Question

A thick steel slab (rho = 7800 kg/m , c = 480 J/kg⋅K, k = 50 W/m ⋅ K) is initially at 300°C and is cooled by water jets impinging on one of its surfaces. The temperature of the water is 25°C, and the jets maintain an extremely large, approximately uniform convection coefficient at the surface.

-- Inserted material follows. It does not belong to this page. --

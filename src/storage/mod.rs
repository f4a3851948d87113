//! Storage implementations

pub mod in_memory;

pub use in_memory::{InMemoryRepository, IncludeLoader};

Assuming that the surface is maintained at the temperature of the water throughout the cooling, how long will it take for the temperature to reach 50°C at a distance of 25 mm from the surface?

Answer 1

t = 1790.4718 s

Step-by-step explanation:

Given Data:

rho = 7800 kg/m

c =480 J/kg⋅K

k = 50 W/m⋅K

Ti = 300°C

Ts = 25°C

x = 25 mm = 0.025 m

`(T(x,t)-Ts)/(Ti-Ts) =erf(\frac{x}{2\sqrt[]{\alpha t} } )`

`(50-25)/(300-25) =erf(\frac{x}{2\sqrt[]{\alpha t} } )`

`\frac{x}{2\sqrt[]{\alpha t} }=0.0909`

Finding in Error Function table, we have

`\frac{x}{2\sqrt[]{\alpha t} }=0.0807`

`(x^(2) )/(4\alpha t) =(0.0807)^(2)`

`t=(x^(2) )/((0.0807)^(2)*4\alpha )`

`\alpha =(k)/(rho*c) =(50 W/m ⋅ K)/(7800 kg/m*480 J/kg⋅K) =1.34x10^(-5) m^(2)/s`

`t=((0.025m)^(2) )/((0.0807)^(2)*4*1.34x10^(-5) m^(2)/s )`

`t=(0.000625m^(2))/(0.02605*1.34x10^(-5) m^(2)/s )`

t = 1790.4718 s

Hope this helps!